Art + Fintech 2.0 Blockchain Fortnight Session: As Museums Start Reopening, Can Blockchain Cultivate a New Generation of Art Patrons?

UNFOLD Art XChange announces that the final session of Art + FinTech 2.0’s “blockchain fortnight” will focus on arts patronage using a blockchain ledger on Friday June 26. Learn more and access all video archives here.

Museums in countries including France, Germany, Italy and the US are cautiously reopening, while others, like those in the UK, are preparing to welcome the public back. Most have taken a big financial hit during the lockdown, losing income from ticket sales, restaurants and shops and from sponsorships connected to cancelled shows. Even before the pandemic, museums were highly dependent on patronage from corporations to mount exhibitions and from wealthy donors to add to their collections.

Because few museums ever sell their art, the acquisition of a work ends its life as a market commodity and cements the association between the final collector/donor and the artwork. With the growing need for support for museums from wider sections of society, can blockchain help harness the power of the internet, allow “fractional” giving to institutions of works of art by several people and cultivate a new generation of art patrons?

In 2019, the Whitney Museum of American Art revealed an innovative art project — Public Key/Private Key — created by artists Jennifer and Kevin McCoy. The work addresses art ownership and the future of patronage by distributing “donor credits” through Monograph, a blockchain-powered artwork title registry and marketplace launched by Kevin in 2014.

As part of Public Key/Private Key, the artists lodged a 16mm film of the same name, a metal cannister and blockchain key with the Whitney Museum of American Art in New York. The work was backed by blockchain-based cryptographic certificates, allowing up to 50 people to be credited as the “donor of record” of the work. On this occasion, no money changed hands: members of the public were asked to submit an essay to the artists, who made the final selection. For a six-month period, donors were allowed to trade their certificates — with changes registered on the Ethereum blockchain. At that point, the list was frozen, and the final names credited by the museum as the work’s donors. Could this provide a model for future museum patronage?

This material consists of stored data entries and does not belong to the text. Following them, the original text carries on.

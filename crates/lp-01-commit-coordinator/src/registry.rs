//! Coordinator registry
//!
//! One coordinator (and so one single-flight slot) per action site, all
//! sharing the same adapters. Sites are independent: a hung ticket purchase
//! does not block a hype vote.

use crate::adapters::NoopOutcomeReporter;
use crate::config::CommitConfig;
use crate::error::CommitResult;
use crate::ports::outbound::{Broadcaster, Clock, OutcomeReporter, Signer, SubscriptionService};
use crate::service::CommitCoordinator;
use parking_lot::RwLock;
use shared_types::{ActionSite, OperationRequest, Outcome};
use std::collections::HashMap;
use std::sync::Arc;
use tracing::debug;

/// Lazily built coordinators keyed by action site.
pub struct CoordinatorRegistry<S, B, N, C>
where
    S: Signer,
    B: Broadcaster,
    N: SubscriptionService,
    C: Clock,
{
    config: CommitConfig,
    signer: Arc<S>,
    broadcaster: Arc<B>,
    subscriptions: Arc<N>,
    clock: Arc<C>,
    reporter: Arc<dyn OutcomeReporter>,
    coordinators: RwLock<HashMap<ActionSite, Arc<CommitCoordinator<S, B, N, C>>>>,
}

impl<S, B, N, C> CoordinatorRegistry<S, B, N, C>
where
    S: Signer,
    B: Broadcaster,
    N: SubscriptionService,
    C: Clock,
{
    /// Create a registry. Fails if `config` does not validate.
    pub fn new(
        config: CommitConfig,
        signer: Arc<S>,
        broadcaster: Arc<B>,
        subscriptions: Arc<N>,
        clock: Arc<C>,
    ) -> CommitResult<Self> {
        config.validate()?;
        Ok(Self {
            config,
            signer,
            broadcaster,
            subscriptions,
            clock,
            reporter: Arc::new(NoopOutcomeReporter),
            coordinators: RwLock::new(HashMap::new()),
        })
    }

    /// Reporter handed to every coordinator created afterwards.
    pub fn with_reporter(mut self, reporter: Arc<dyn OutcomeReporter>) -> Self {
        self.reporter = reporter;
        self
    }

    pub fn config(&self) -> &CommitConfig {
        &self.config
    }

    /// The coordinator for `site`, created on first use.
    pub fn coordinator(&self, site: ActionSite) -> Arc<CommitCoordinator<S, B, N, C>> {
        if let Some(existing) = self.coordinators.read().get(&site) {
            return Arc::clone(existing);
        }

        let mut coordinators = self.coordinators.write();
        let coordinator = coordinators.entry(site).or_insert_with(|| {
            debug!(%site, "[lp-01] Creating coordinator");
            Arc::new(
                CommitCoordinator::new(
                    site,
                    Arc::clone(&self.signer),
                    Arc::clone(&self.broadcaster),
                    Arc::clone(&self.subscriptions),
                    Arc::clone(&self.clock),
                )
                .with_reporter(Arc::clone(&self.reporter))
                .with_signer_timeout(self.config.signer_timeout),
            )
        });
        Arc::clone(coordinator)
    }

    /// Submit with the site's configured timeout and the default level.
    pub async fn submit_for(
        &self,
        site: ActionSite,
        request: OperationRequest,
    ) -> CommitResult<Outcome> {
        let coordinator = self.coordinator(site);
        coordinator
            .submit(
                request,
                self.config.commit_level,
                self.config.timeout_for(site),
            )
            .await
    }

    /// Sites with a live session right now.
    pub fn busy_sites(&self) -> Vec<ActionSite> {
        let coordinators = self.coordinators.read();
        ActionSite::ALL
            .into_iter()
            .filter(|site| coordinators.get(site).is_some_and(|c| c.is_busy()))
            .collect()
    }
}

Session Breakdown: Talking Arts Patronage, Traditional vs On The Blockchain

Traditional VS on the Blockhain is moderated by tech entrepreneur and author Dinis Guarda, Founder and CEO of Ztudium, a blockchain, software, data research and artificial intelligence company. Dinis Guarda has created various companies such as Ztudium tech platform a digital and blockchain startup that created the software Blockimpact (sold to Glance Technologies Inc) and founder and publisher of intelligenthq.com, hedgethink.com, fashionabc.org and tradersdna.com. Dinis is also the co-founder of techabc and citiesabc, a digital transformation platform to empower, guide and index cities through 4IR based technologies like blockchain, AI, IoT, etc.

The session starts with multimedia artists Jennifer and Kevin McCoy who make work that examines the conventions of film-making and language across media such as video, installation and digital art. As the creators of Public Key/Private Key, they will speak about the project in detail, showing part of the film and some of the interesting essays they received.

Christiane Paul is Adjunct Curator of Digital Art at the Whitney Museum of American Art, Chief Curator and Director of the Sheila C Johnson Design Center, Professor, School of Media Studies at the New School in New York, and an expert in digital art. She will speak about the history of the Whitney Museum’s artport — a portal for internet art and online gallery space — and the institutional challenges of launching the Public Key/Private Key project.

Anne Bracegirdle is a Senior Director of Special Projects at PaceX — a project organized by Pace gallery that focuses on the intersection of art and technology — where she is responsible for programming and digital strategy. Before that she was a specialist at Christie’s New York, where she spearheaded its Art + Tech initiative. She is also one of the 50 Public Key/Private Key “donors”: she will speak about her participation and the role of donors in supporting artists and museums.

Aaron Wright is Co-founder of OpenLaw, a blockchain-based protocol for the creation and execution of legal agreements. He is an expert in corporate and intellectual property law, with extensive experience in new technology issues. OpenLaw was used to produce “smart contracts” for each donor as part of the Public Key/Private Key project. Fifty donor certificates were recorded on the Ethereum blockchain as a cryptographic ERC-721 Non-Fungible Token (or “NFT”). An NFT on the Ethereum blockchain is a way of representing any unique asset such as a work of art or other intellectual property. By layering a traditional legal agreement on to a smart contract, OpenLaw produces a fully enforceable arrangement.